Your objective: For the string "common", state how many lines of the data hold it. Give nothing besides the number.
BEGIN
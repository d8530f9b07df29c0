pub mod client;
pub mod common;

pub const VERSION: &str = env!("CARGO_PKG_VERSION");

pub use client::{
    Args, Connector, Destination, ErrorKind, Handshake, ProxyConfig, ProxyConnector, RawStream,
    TcpConnector, TunnelError, TunnelResult, TunnelStream,
};
pub use common::{
    ConnectRequest, HandshakeState, HttpResponse, HttpResponseParser, MAX_HEADER_SIZE,
    ProxyAddress, Transport,
};
pub use tokio_util::sync::CancellationToken;

pub mod prelude {
    pub use crate::client::{
        Connector, ErrorKind, ProxyConnector, TcpConnector, TunnelError, TunnelResult,
        TunnelStream,
    };
    pub use crate::common::{ProxyAddress, Transport};
}
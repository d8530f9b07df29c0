pub mod response;

pub use response::*;
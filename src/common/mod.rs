//! 공통 모듈
//!
//! 프록시 주소, HTTP 응답 파서 등 클라이언트 전반에서 사용하는 타입을 정의합니다.

pub mod errors;
pub mod http_conn;
pub mod types;

// 공통 타입들을 재내보내기
pub use errors::*;
pub use http_conn::*;
pub use types::*;
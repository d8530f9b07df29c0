use std::io;

/// 상대편이 연결을 끊어서 생긴 에러인지 확인하는 헬퍼 함수
///
/// 핸드셰이크 도중 발생한 읽기 에러의 로그 레벨을 정하는 데 사용합니다.
pub fn is_connection_error(error: &io::Error) -> bool {
    matches!(
        error.kind(),
        io::ErrorKind::BrokenPipe
            | io::ErrorKind::ConnectionReset
            | io::ErrorKind::ConnectionAborted
            | io::ErrorKind::UnexpectedEof
    )
}
use crate::common::HttpResponse;
use bytes::{Buf, Bytes};
use std::io;
use std::pin::Pin;
use std::task::{Context, Poll};
use tokio::io::{AsyncRead, AsyncWrite, ReadBuf};

/// 터널이 열린 뒤 호출자에게 넘겨지는 스트림
///
/// 응답 헤더와 같은 청크로 도착한 애플리케이션 데이터를 먼저 돌려준 뒤
/// 원래 스트림에서 읽습니다. 쓰기는 그대로 원래 스트림으로 전달됩니다.
#[derive(Debug)]
pub struct TunnelStream<S> {
    inner: S,
    prefix: Bytes,
    response: HttpResponse,
}

impl<S> TunnelStream<S> {
    pub fn new(inner: S, prefix: Bytes, response: HttpResponse) -> Self {
        Self {
            inner,
            prefix,
            response,
        }
    }

    /// 프록시의 CONNECT 응답
    pub fn response(&self) -> &HttpResponse {
        &self.response
    }

    pub fn get_ref(&self) -> &S {
        &self.inner
    }

    pub fn get_mut(&mut self) -> &mut S {
        &mut self.inner
    }

    /// 원래 스트림과 아직 읽지 않은 선행 데이터로 분리
    pub fn into_parts(self) -> (S, Bytes) {
        (self.inner, self.prefix)
    }
}

impl<S: AsyncRead + Unpin> AsyncRead for TunnelStream<S> {
    fn poll_read(
        self: Pin<&mut Self>,
        cx: &mut Context<'_>,
        buf: &mut ReadBuf<'_>,
    ) -> Poll<io::Result<()>> {
        let this = self.get_mut();
        if this.prefix.has_remaining() {
            let n = this.prefix.len().min(buf.remaining());
            buf.put_slice(&this.prefix[..n]);
            this.prefix.advance(n);
            return Poll::Ready(Ok(()));
        }
        Pin::new(&mut this.inner).poll_read(cx, buf)
    }
}

impl<S: AsyncWrite + Unpin> AsyncWrite for TunnelStream<S> {
    fn poll_write(
        self: Pin<&mut Self>,
        cx: &mut Context<'_>,
        buf: &[u8],
    ) -> Poll<io::Result<usize>> {
        Pin::new(&mut self.get_mut().inner).poll_write(cx, buf)
    }

    fn poll_flush(self: Pin<&mut Self>, cx: &mut Context<'_>) -> Poll<io::Result<()>> {
        Pin::new(&mut self.get_mut().inner).poll_flush(cx)
    }

    fn poll_shutdown(self: Pin<&mut Self>, cx: &mut Context<'_>) -> Poll<io::Result<()>> {
        Pin::new(&mut self.get_mut().inner).poll_shutdown(cx)
    }
}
END
Result of the exercise: 5